It's easy to be jaded about FTA after mathematical history has run for another two centuries. Sure, it is not the number one most important result any more, or the center of any research program (though understanding the algebraic closure of Q could be considered as half of number theory). But consider the situation around 1800. In addition to solution of algebraic equations one had new methods of constructing numbers, using power series, integrals and other limits. Algebra and number theory dealt with the first situation, to a limited extent, and analysis showed that the second type of construction could be iterated but still stay within the same realm of numbers. There was still the possibility that solving equations with $\pi$ and $e$ as coefficients could require an entirely new type of super-transcendental analysis. Fundamental Theorem of Algebra is self-defeating in this sense: it shows that nothing more was needed than complex numbers. But this is not clear in a world where you don't know that FTA is true.
To get an idea what algebraic geometry looked like without complex numbers, look up Newton's classification of degree 3 algebraic curves in the plane, $P_3(x,y)=0$, using real coordinates. The reason this work is obscure today is that there are many dozens of cases compared to the complex projective version. As in Lie groups and topology, looking from the universal covering (C) downward, modulo some Galois-theoretic details (R), is usually easier than working from the bottom up.
Suppose you want to evaluate the integral, from $- \infty$ to $+\infty$, of a rational function (one with integer coefficients would illustrate the point). The answer will involve $\pi$ and the usual method for finding it will use the specific location of the roots in the complex plane, so is more specific to complex numbers than the existence of roots in an algebraic closure.

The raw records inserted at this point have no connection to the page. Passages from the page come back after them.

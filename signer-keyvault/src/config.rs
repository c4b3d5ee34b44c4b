// Copyright (C) 2025 Category Labs, Inc.
//
// This program is free software: you can redistribute it and/or modify
// it under the terms of the GNU General Public License as published by
// the Free Software Foundation, either version 3 of the License, or
// (at your option) any later version.
//
// This program is distributed in the hope that it will be useful,
// but WITHOUT ANY WARRANTY; without even the implied warranty of
// MERCHANTABILITY or FITNESS FOR A PARTICULAR PURPOSE.  See the
// GNU General Public License for more details.
//
// You should have received a copy of the GNU General Public License
// along with this program.  If not, see <http://www.gnu.org/licenses/>.

//! Keyvault selection at startup.
//!
//! ## Usage
//!
//! ```ignore
//! use eth2_signer_keyvault::{KeyStore, KeyVaultConfig};
//!
//! let config = KeyVaultConfig::Deterministic { num_keys: 4 };
//! let vault = config.build()?;
//! let pubkeys = vault.get_public_keys()?;
//! ```

use std::fmt;

use clap::ValueEnum;
use eth2_signer_bls::{BlsPubKey, BlsSecretKey};
use serde::{Deserialize, Serialize};
use tracing::warn;

use crate::{DeterministicKeyStore, KeyStore, KeyVaultError, MnemonicKeyStore};

/// Kinds of keyvault the daemon can be started with.
#[derive(Debug, Clone, Copy, PartialEq, Eq, ValueEnum)]
pub enum KeyVaultKind {
    /// Publicly known interop keys (demo only)
    Deterministic,
    /// Keys recovered from a BIP-39 mnemonic
    Mnemonic,
}

/// Everything needed to build a keyvault.
#[derive(Clone, PartialEq, Eq, Serialize, Deserialize)]
#[serde(tag = "kind", rename_all = "snake_case")]
pub enum KeyVaultConfig {
    Deterministic {
        num_keys: u64,
    },
    Mnemonic {
        phrase: String,
        #[serde(default)]
        password: String,
        #[serde(default)]
        start_index: u32,
        num_keys: u32,
    },
}

impl KeyVaultConfig {
    pub fn kind(&self) -> KeyVaultKind {
        match self {
            KeyVaultConfig::Deterministic { .. } => KeyVaultKind::Deterministic,
            KeyVaultConfig::Mnemonic { .. } => KeyVaultKind::Mnemonic,
        }
    }

    /// Build the keyvault. Errors here are fatal to startup.
    pub fn build(&self) -> Result<KeyVault, KeyVaultError> {
        match self {
            KeyVaultConfig::Deterministic { num_keys } => {
                warn!(
                    "You are using a deterministic keyvault (only for reference purposes) \
                     DO NOT USE in production"
                );
                DeterministicKeyStore::new(*num_keys).map(KeyVault::Deterministic)
            }
            KeyVaultConfig::Mnemonic {
                phrase,
                password,
                start_index,
                num_keys,
            } => {
                warn!("Using a mnemonic to recover keys from");
                MnemonicKeyStore::new(phrase, password, *start_index, *num_keys)
                    .map(KeyVault::Mnemonic)
            }
        }
    }
}

impl fmt::Debug for KeyVaultConfig {
    fn fmt(&self, f: &mut fmt::Formatter<'_>) -> fmt::Result {
        match self {
            KeyVaultConfig::Deterministic { num_keys } => f
                .debug_struct("Deterministic")
                .field("num_keys", num_keys)
                .finish(),
            KeyVaultConfig::Mnemonic {
                start_index,
                num_keys,
                ..
            } => f
                .debug_struct("Mnemonic")
                .field("phrase", &"<redacted>")
                .field("password", &"<redacted>")
                .field("start_index", start_index)
                .field("num_keys", num_keys)
                .finish(),
        }
    }
}

/// A built keyvault, one variant per backend.
#[derive(Debug)]
pub enum KeyVault {
    Deterministic(DeterministicKeyStore),
    Mnemonic(MnemonicKeyStore),
}

impl KeyStore for KeyVault {
    fn get_secret_key(&self, pubkey: &BlsPubKey) -> Result<&BlsSecretKey, KeyVaultError> {
        match self {
            KeyVault::Deterministic(store) => store.get_secret_key(pubkey),
            KeyVault::Mnemonic(store) => store.get_secret_key(pubkey),
        }
    }

    fn get_public_keys(&self) -> Result<&[BlsPubKey], KeyVaultError> {
        match self {
            KeyVault::Deterministic(store) => store.get_public_keys(),
            KeyVault::Mnemonic(store) => store.get_public_keys(),
        }
    }
}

There are some non-usual methods that stay entirely within the real numbers, but they are nonstandard because they are more complicated, and harder to understand and adapt to other problems.
Algebraic geometry in general has a transcendental part -- periods, Hodge theory, uniformization, etc -- that, in the present state of knowledge, cannot be fully substituted by algebraic methods over fields of characteristic 0 (or p). Sometimes Lefschetz principle or reduction to positive characteristic can be used, sometimes not, or the theory is unknown.